# ACTIVITY
From the entries that follow, extract each line holding the string "open".

(Collected data)
◆ ◆ ◆ ◆ ◆

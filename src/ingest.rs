//! CSV ingest of dated prices.
//!
//! The file must have a header row with `Date` and `Price` columns; other
//! columns are ignored. Rows may be unsorted and repeat dates, which
//! [`PriceSeries::new`] normalizes.

use std::fs::File;
use std::io::Read;
use std::path::Path;

use chrono::{DateTime, NaiveDate, NaiveDateTime};
use csv::StringRecord;

use crate::core::{PricePoint, PriceSeries};
use crate::error::{ChangepointError, Result};

pub const DATE_COLUMN: &str = "Date";
pub const PRICE_COLUMN: &str = "Price";

const DATE_FORMATS: [&str; 4] = ["%Y-%m-%d", "%Y/%m/%d", "%m/%d/%Y", "%d.%m.%Y"];
const DATETIME_FORMATS: [&str; 2] = ["%Y-%m-%d %H:%M:%S", "%Y-%m-%dT%H:%M:%S"];

/// Parse a calendar date in any of the accepted layouts.
pub fn parse_date(raw: &str) -> Option<NaiveDate> {
    let raw = raw.trim();
    DATE_FORMATS
        .iter()
        .find_map(|fmt| NaiveDate::parse_from_str(raw, fmt).ok())
        .or_else(|| {
            DATETIME_FORMATS
                .iter()
                .find_map(|fmt| NaiveDateTime::parse_from_str(raw, fmt).ok())
                .map(|dt| dt.date())
        })
        .or_else(|| DateTime::parse_from_rfc3339(raw).ok().map(|dt| dt.date_naive()))
}

/// Read price rows from any CSV source.
pub fn read_price_rows<R: Read>(reader: R) -> Result<Vec<PricePoint>> {
    let mut csv_reader = csv::ReaderBuilder::new().trim(csv::Trim::All).from_reader(reader);

    let headers = csv_reader
        .headers()
        .map_err(|e| ChangepointError::InvalidInput(format!("unreadable header: {e}")))?
        .clone();
    let date_idx = column_index(&headers, DATE_COLUMN)?;
    let price_idx = column_index(&headers, PRICE_COLUMN)?;

    let mut points = Vec::new();
    for (i, record) in csv_reader.records().enumerate() {
        let line = i + 1;
        let record = record
            .map_err(|e| ChangepointError::InvalidInput(format!("row {line}: {e}")))?;

        let raw_date = record.get(date_idx).unwrap_or_default();
        let date = parse_date(raw_date).ok_or_else(|| {
            ChangepointError::InvalidInput(format!("row {line}: unparseable date {raw_date:?}"))
        })?;

        let raw_price = record.get(price_idx).unwrap_or_default();
        let price: f64 = raw_price.parse().map_err(|_| {
            ChangepointError::InvalidInput(format!("row {line}: unparseable price {raw_price:?}"))
        })?;

        points.push(PricePoint::new(date, price));
    }

    Ok(points)
}

/// Read and normalize a price series from a CSV source.
pub fn read_price_csv<R: Read>(reader: R) -> Result<PriceSeries> {
    PriceSeries::new(read_price_rows(reader)?)
}

/// Read and normalize a price series from a CSV file on disk.
pub fn read_price_csv_path(path: impl AsRef<Path>) -> Result<PriceSeries> {
    let path = path.as_ref();
    let file = File::open(path).map_err(|e| {
        ChangepointError::InvalidInput(format!("cannot open {}: {e}", path.display()))
    })?;
    read_price_csv(file)
}

fn column_index(headers: &StringRecord, name: &str) -> Result<usize> {
    headers.iter().position(|h| h == name).ok_or_else(|| {
        ChangepointError::InvalidInput(format!(
            "CSV must contain {DATE_COLUMN} and {PRICE_COLUMN} columns; missing {name}"
        ))
    })
}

◆ ◆ ◆ ◆ ◆

# EXERCISE SOLUTION
    let file = File::open(path).map_err(|e| {
        ChangepointError::InvalidInput(format!("cannot open {}: {e}", path.display()))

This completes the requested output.